Supplied entries —

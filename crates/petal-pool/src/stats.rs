//! Per-transaction metrics computed once when a transaction enters a pool.

use petal_core::error::TransactionError;
use petal_core::types::{Amount, HeightRange, Transaction, TxContext};

/// Fee, size, and validity window of a pooled transaction.
///
/// Built from a validated transaction and its [`TxContext`]; immutable
/// afterwards except when a stem merge rebuilds it for the combined
/// transaction.
#[derive(Debug, Clone, Copy, PartialEq, Eq)]
pub struct Stats {
    /// Total fee paid.
    pub fee: Amount,
    /// Fee surplus over the minimum the validator required.
    pub fee_reserve: Amount,
    /// Serialized size plus `size_correction`.
    pub size: u32,
    /// Constant added to the measured size.
    pub size_correction: u32,
    /// Heights at which the transaction may be mined.
    pub height_range: HeightRange,
}

impl Stats {
    /// Populate from a validated transaction and its context.
    ///
    /// `ctx` must come from a successful validation; it is not re-checked.
    pub fn from_context(
        tx: &Transaction,
        ctx: &TxContext,
        fee_reserve: Amount,
        size_correction: u32,
    ) -> Result<Self, TransactionError> {
        let mut stats = Self {
            fee: ctx.fee,
            fee_reserve,
            size: 0,
            size_correction,
            height_range: ctx.height,
        };
        stats.set_size(tx)?;
        Ok(stats)
    }

    /// Measure `tx` and store its corrected size.
    pub fn set_size(&mut self, tx: &Transaction) -> Result<(), TransactionError> {
        let netto = u32::try_from(tx.size_netto()?).unwrap_or(u32::MAX);
        self.size = netto.saturating_add(self.size_correction);
        Ok(())
    }
}

#[cfg(test)]
mod tests {
    use super::*;
    use petal_core::types::{Hash256, TxKernel};

    fn make_tx(fee: Amount) -> Transaction {
        Transaction {
            inputs: vec![Hash256([1; 32])],
            outputs: vec![Hash256([2; 32])],
            kernels: vec![TxKernel { fee, min_height: 5, max_height: 50, bvm_charge: 0, nonce: 0 }],
            offset: Hash256::ZERO,
        }
    }

    #[test]
    fn from_context_copies_fee_and_range() {
        let tx = make_tx(300);
        let ctx = TxContext::summarize(&tx).unwrap();
        let stats = Stats::from_context(&tx, &ctx, 20, 64).unwrap();
        assert_eq!(stats.fee, 300);
        assert_eq!(stats.fee_reserve, 20);
        assert_eq!(stats.height_range, HeightRange::new(5, 50));
        assert_eq!(stats.size_correction, 64);
    }

    #[test]
    fn size_includes_correction() {
        let tx = make_tx(300);
        let ctx = TxContext::summarize(&tx).unwrap();
        let netto = tx.size_netto().unwrap() as u32;

        let plain = Stats::from_context(&tx, &ctx, 0, 0).unwrap();
        let corrected = Stats::from_context(&tx, &ctx, 0, 100).unwrap();
        assert_eq!(plain.size, netto);
        assert_eq!(corrected.size, netto + 100);
    }

    #[test]
    fn set_size_remeasures() {
        let tx = make_tx(1);
        let ctx = TxContext::summarize(&tx).unwrap();
        let mut stats = Stats::from_context(&tx, &ctx, 0, 0).unwrap();

        let bigger = tx.combine(&make_tx(2));
        stats.set_size(&bigger).unwrap();
        assert_eq!(stats.size, bigger.size_netto().unwrap() as u32);
    }
}
//! Public (fluff-phase) transaction pool.
//!
//! Every element lives in one arena and is referenced from up to four
//! indexes plus the send queue:
//! - conflict key multiset: always
//! - profit order: only while `Fluffed` (mining candidates)
//! - wait-to-fluff list, keyed by height: only while `PreFluffed`
//! - outdated-history list, keyed by height: only while `Outdated`
//!
//! Which indexes an element belongs to is a pure function of its state,
//! [`Features::get`]. [`Fluff::set_state`] diffs the old and new feature
//! vectors and touches exactly the memberships that change.
//!
//! Fluffed elements also own a record in the FIFO send queue. Peer send
//! tasks walk the queue and take references on records; a record is
//! unlinked only once its owner and every peer have let go.

use std::collections::{BTreeMap, BTreeSet, HashMap};
use std::fmt;
use std::ops::Bound;

use petal_core::error::PoolError;
use petal_core::types::{Height, Transaction, TxKey};
use tracing::{debug, trace};

use crate::profit::ProfitKey;
use crate::stats::Stats;

/// Identity of a fluff element. Never reused within one pool.
#[derive(Clone, Copy, Debug, PartialEq, Eq, Hash, PartialOrd, Ord)]
pub struct FluffId(u64);

impl fmt::Display for FluffId {
    fn fmt(&self, f: &mut fmt::Formatter<'_>) -> fmt::Result {
        write!(f, "fluff#{}", self.0)
    }
}

/// Identity of a send-queue record. Ascending ids are FIFO order.
#[derive(Clone, Copy, Debug, PartialEq, Eq, Hash, PartialOrd, Ord)]
pub struct SendId(u64);

/// Lifecycle state of a fluff element.
#[derive(Clone, Copy, Debug, PartialEq, Eq, Hash)]
pub enum State {
    /// Held back until its wait height: reserves its conflict key but is
    /// neither broadcast nor offered for blocks.
    PreFluffed,
    /// Public: broadcast to peers and eligible for blocks.
    Fluffed,
    /// No longer valid at the tip; kept until buried deep enough to drop.
    Outdated,
}

impl State {
    pub const ALL: [State; 3] = [State::PreFluffed, State::Fluffed, State::Outdated];

    /// Whether `self -> next` is a legal transition. Same-state is legal.
    ///
    /// `Outdated` is absorbing and a public transaction cannot be taken
    /// back, so only the forward edges are allowed.
    pub fn can_transition_to(self, next: State) -> bool {
        matches!(
            (self, next),
            (State::PreFluffed, _)
                | (State::Fluffed, State::Fluffed)
                | (State::Fluffed, State::Outdated)
                | (State::Outdated, State::Outdated)
        )
    }
}

/// Index memberships implied by a [`State`].
#[derive(Clone, Copy, Debug, PartialEq, Eq, Default)]
pub struct Features {
    pub send_and_profit: bool,
    pub tx_set: bool,
    pub wait_fluff: bool,
    pub outdated: bool,
}

impl Features {
    pub fn get(state: State) -> Self {
        match state {
            State::PreFluffed => Self { tx_set: true, wait_fluff: true, ..Self::default() },
            State::Fluffed => Self { tx_set: true, send_and_profit: true, ..Self::default() },
            State::Outdated => Self { tx_set: true, outdated: true, ..Self::default() },
        }
    }
}

/// A transaction held by the fluff pool.
#[derive(Debug)]
pub struct Element {
    tx: Transaction,
    stats: Stats,
    key: TxKey,
    state: State,
    profit: ProfitKey,
    hist_height: Height,
    send: Option<SendId>,
}

impl Element {
    pub fn tx(&self) -> &Transaction {
        &self.tx
    }

    pub fn stats(&self) -> &Stats {
        &self.stats
    }

    pub fn key(&self) -> &TxKey {
        &self.key
    }

    pub fn state(&self) -> State {
        self.state
    }

    pub fn profit(&self) -> &ProfitKey {
        &self.profit
    }

    /// Height of the history list entry (wait height or outdated height).
    /// Meaningless while `Fluffed`.
    pub fn hist_height(&self) -> Height {
        self.hist_height
    }

    pub fn send(&self) -> Option<SendId> {
        self.send
    }

    /// Give up the owned transaction.
    pub fn into_tx(self) -> Transaction {
        self.tx
    }
}

#[derive(Debug)]
struct SendRecord {
    owner: Option<FluffId>,
    refs: u32,
}

/// The public transaction pool.
#[derive(Debug, Default)]
pub struct Fluff {
    elements: HashMap<FluffId, Element>,
    txs: BTreeSet<(TxKey, FluffId)>,
    profit: BTreeMap<ProfitKey, FluffId>,
    wait_fluff: BTreeSet<(Height, FluffId)>,
    outdated: BTreeSet<(Height, FluffId)>,
    send_queue: BTreeMap<SendId, SendRecord>,
    next_id: u64,
    next_send: u64,
}

impl Fluff {
    pub fn new() -> Self {
        Self::default()
    }

    /// Insert a validated transaction in `state`.
    ///
    /// `hist_height` keys the history list the state implies (wait height
    /// for `PreFluffed`, outdated height for `Outdated`) and is ignored for
    /// `Fluffed`.
    ///
    /// Fails with [`PoolError::DuplicateConflict`] when a non-outdated
    /// element with the same key is present; resolving the conflict is the
    /// caller's policy.
    pub fn add_valid_tx(
        &mut self,
        tx: Transaction,
        stats: Stats,
        key: TxKey,
        state: State,
        hist_height: Height,
    ) -> Result<FluffId, PoolError> {
        if state != State::Outdated && self.find_active(&key).is_some() {
            return Err(PoolError::DuplicateConflict(key.to_string()));
        }

        let id = FluffId(self.next_id);
        self.next_id += 1;

        self.elements.insert(
            id,
            Element {
                tx,
                stats,
                key,
                state,
                profit: ProfitKey::new(&stats, id.0),
                hist_height,
                send: None,
            },
        );
        self.apply_features(id, Features::default(), Features::get(state), None);

        debug!(%id, %key, ?state, fee = stats.fee, size = stats.size, "fluff: added");
        Ok(id)
    }

    /// Move an element to `state`.
    ///
    /// No-op when the state is unchanged. `hist_height` is recorded when
    /// the new state puts the element in a history list.
    ///
    /// # Panics
    ///
    /// On an illegal transition (see [`State::can_transition_to`]); that is
    /// a caller bug and continuing would corrupt the indexes.
    pub fn set_state(
        &mut self,
        id: FluffId,
        state: State,
        hist_height: Height,
    ) -> Result<(), PoolError> {
        let elem = self.elements.get_mut(&id).ok_or(PoolError::UnknownElement(id.0))?;
        let old = elem.state;
        if old == state {
            return Ok(());
        }
        assert!(
            old.can_transition_to(state),
            "illegal fluff transition {old:?} -> {state:?} for {id}"
        );

        let old_height = elem.hist_height;
        elem.state = state;
        elem.hist_height = hist_height;
        self.apply_features(id, Features::get(old), Features::get(state), Some(old_height));

        trace!(%id, ?old, new = ?state, hist_height, "fluff: state changed");
        Ok(())
    }

    /// Remove an element from every index it is in and release its send
    /// record. Returns the element, or `None` for an unknown id.
    pub fn delete(&mut self, id: FluffId) -> Option<Element> {
        let state = self.elements.get(&id)?.state;
        self.apply_features(id, Features::get(state), Features::default(), None);
        let elem = self.elements.remove(&id)?;
        trace!(%id, "fluff: deleted");
        Some(elem)
    }

    /// Drop one reference on a send record; unlink it at zero.
    pub fn release(&mut self, send: SendId) {
        let Some(record) = self.send_queue.get_mut(&send) else {
            return;
        };
        record.refs = record.refs.saturating_sub(1);
        if record.refs == 0 {
            self.send_queue.remove(&send);
        }
    }

    /// Take a reference on a send record for a peer task.
    ///
    /// Returns `false` if the record is already gone.
    pub fn acquire(&mut self, send: SendId) -> bool {
        match self.send_queue.get_mut(&send) {
            Some(record) => {
                record.refs += 1;
                true
            }
            None => false,
        }
    }

    /// First live record after `after` (or from the front), in FIFO order.
    ///
    /// Records whose owner has left the fluffed state are skipped.
    pub fn next_send(&self, after: Option<SendId>) -> Option<SendId> {
        let lower = match after {
            Some(id) => Bound::Excluded(id),
            None => Bound::Unbounded,
        };
        self.send_queue
            .range((lower, Bound::Unbounded))
            .find(|(_, record)| record.owner.is_some())
            .map(|(id, _)| *id)
    }

    /// Element a send record belongs to, if it still has one.
    pub fn send_owner(&self, send: SendId) -> Option<FluffId> {
        self.send_queue.get(&send).and_then(|record| record.owner)
    }

    /// Delete every element and drop the whole send queue, including
    /// records still referenced by peers.
    pub fn clear(&mut self) {
        self.elements.clear();
        self.txs.clear();
        self.profit.clear();
        self.wait_fluff.clear();
        self.outdated.clear();
        self.send_queue.clear();
    }

    // --- Queries ---

    pub fn get(&self, id: FluffId) -> Option<&Element> {
        self.elements.get(&id)
    }

    /// The non-outdated element holding `key`, if any.
    pub fn find_active(&self, key: &TxKey) -> Option<FluffId> {
        self.find_all(key)
            .into_iter()
            .find(|id| self.elements.get(id).is_some_and(|e| e.state != State::Outdated))
    }

    /// All elements (any state) holding `key`, oldest first.
    pub fn find_all(&self, key: &TxKey) -> Vec<FluffId> {
        let lo = (*key, FluffId(0));
        let hi = (*key, FluffId(u64::MAX));
        self.txs.range(lo..=hi).map(|(_, id)| *id).collect()
    }

    /// Fluffed elements, most profitable first.
    pub fn iter_profit(&self) -> impl Iterator<Item = (FluffId, &Element)> {
        self.profit
            .values()
            .filter_map(|id| self.elements.get(id).map(|e| (*id, e)))
    }

    /// Greedy profit-order fill of a block with `size_budget` bytes.
    ///
    /// Elements too large for the remaining space are skipped so smaller
    /// ones may still fit.
    pub fn select(&self, size_budget: u32) -> Vec<FluffId> {
        let mut selected = Vec::new();
        let mut remaining = size_budget;

        for (id, elem) in self.iter_profit() {
            if remaining == 0 {
                break;
            }
            if elem.stats.size <= remaining {
                selected.push(id);
                remaining -= elem.stats.size;
            }
        }

        selected
    }

    /// Outdated elements whose outdated height is at most `height`, lowest
    /// height first.
    pub fn outdated_up_to(&self, height: Height) -> Vec<FluffId> {
        Self::hist_up_to(&self.outdated, height)
    }

    /// Pre-fluffed elements whose wait height is at most `height`, lowest
    /// height first.
    pub fn wait_fluff_up_to(&self, height: Height) -> Vec<FluffId> {
        Self::hist_up_to(&self.wait_fluff, height)
    }

    /// Ids of all elements in the given state.
    pub fn ids_in_state(&self, state: State) -> Vec<FluffId> {
        let mut ids: Vec<FluffId> = self
            .elements
            .iter()
            .filter(|(_, e)| e.state == state)
            .map(|(id, _)| *id)
            .collect();
        ids.sort_unstable();
        ids
    }

    /// Index memberships an element actually has, read from the indexes
    /// themselves rather than from its state.
    pub fn memberships(&self, id: FluffId) -> Option<Features> {
        let elem = self.elements.get(&id)?;
        Some(Features {
            send_and_profit: self.profit.contains_key(&elem.profit)
                && elem.send.is_some_and(|s| self.send_owner(s) == Some(id)),
            tx_set: self.txs.contains(&(elem.key, id)),
            wait_fluff: self.wait_fluff.contains(&(elem.hist_height, id)),
            outdated: self.outdated.contains(&(elem.hist_height, id)),
        })
    }

    pub fn len(&self) -> usize {
        self.elements.len()
    }

    pub fn is_empty(&self) -> bool {
        self.elements.is_empty()
    }

    pub fn tx_set_len(&self) -> usize {
        self.txs.len()
    }

    pub fn profit_len(&self) -> usize {
        self.profit.len()
    }

    pub fn wait_fluff_len(&self) -> usize {
        self.wait_fluff.len()
    }

    pub fn outdated_len(&self) -> usize {
        self.outdated.len()
    }

    pub fn send_queue_len(&self) -> usize {
        self.send_queue.len()
    }

    // --- Internals ---

    /// Move `id` from the memberships of `f0` to those of `f`.
    ///
    /// History lists are left using `old_height` (defaults to the current
    /// height) and entered using the current one.
    fn apply_features(&mut self, id: FluffId, f0: Features, f: Features, old_height: Option<Height>) {
        let Some(elem) = self.elements.get_mut(&id) else {
            return;
        };
        let key = elem.key;
        let profit = elem.profit;
        let height = elem.hist_height;
        let old_height = old_height.unwrap_or(height);

        if f0.tx_set != f.tx_set {
            if f.tx_set {
                self.txs.insert((key, id));
            } else {
                self.txs.remove(&(key, id));
            }
        }

        if f0.send_and_profit != f.send_and_profit {
            if f.send_and_profit {
                let send = SendId(self.next_send);
                self.next_send += 1;
                self.send_queue.insert(send, SendRecord { owner: Some(id), refs: 1 });
                elem.send = Some(send);
                self.profit.insert(profit, id);
            } else {
                self.profit.remove(&profit);
                if let Some(send) = elem.send.take() {
                    if let Some(record) = self.send_queue.get_mut(&send) {
                        record.owner = None;
                    }
                    self.release(send);
                }
            }
        }

        Self::set_hist(&mut self.wait_fluff, id, f0.wait_fluff, f.wait_fluff, old_height, height);
        Self::set_hist(&mut self.outdated, id, f0.outdated, f.outdated, old_height, height);
    }

    fn set_hist(
        list: &mut BTreeSet<(Height, FluffId)>,
        id: FluffId,
        was: bool,
        is: bool,
        old_height: Height,
        height: Height,
    ) {
        if was == is {
            return;
        }
        if is {
            list.insert((height, id));
        } else {
            list.remove(&(old_height, id));
        }
    }

    fn hist_up_to(list: &BTreeSet<(Height, FluffId)>, height: Height) -> Vec<FluffId> {
        list.range(..=(height, FluffId(u64::MAX))).map(|(_, id)| *id).collect()
    }
}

Assignment — Each line from the first line of the listing through the line containing "Built from a" must be set down exactly; no other line belongs in the answer.

Response area —
filename crates/petal-pool/src/stats.rs
//! Per-transaction metrics computed once when a transaction enters a pool.

use petal_core::error::TransactionError;
use petal_core::types::{Amount, HeightRange, Transaction, TxContext};

/// Fee, size, and validity window of a pooled transaction.
///
/// Built from a validated transaction and its [`TxContext`]; immutable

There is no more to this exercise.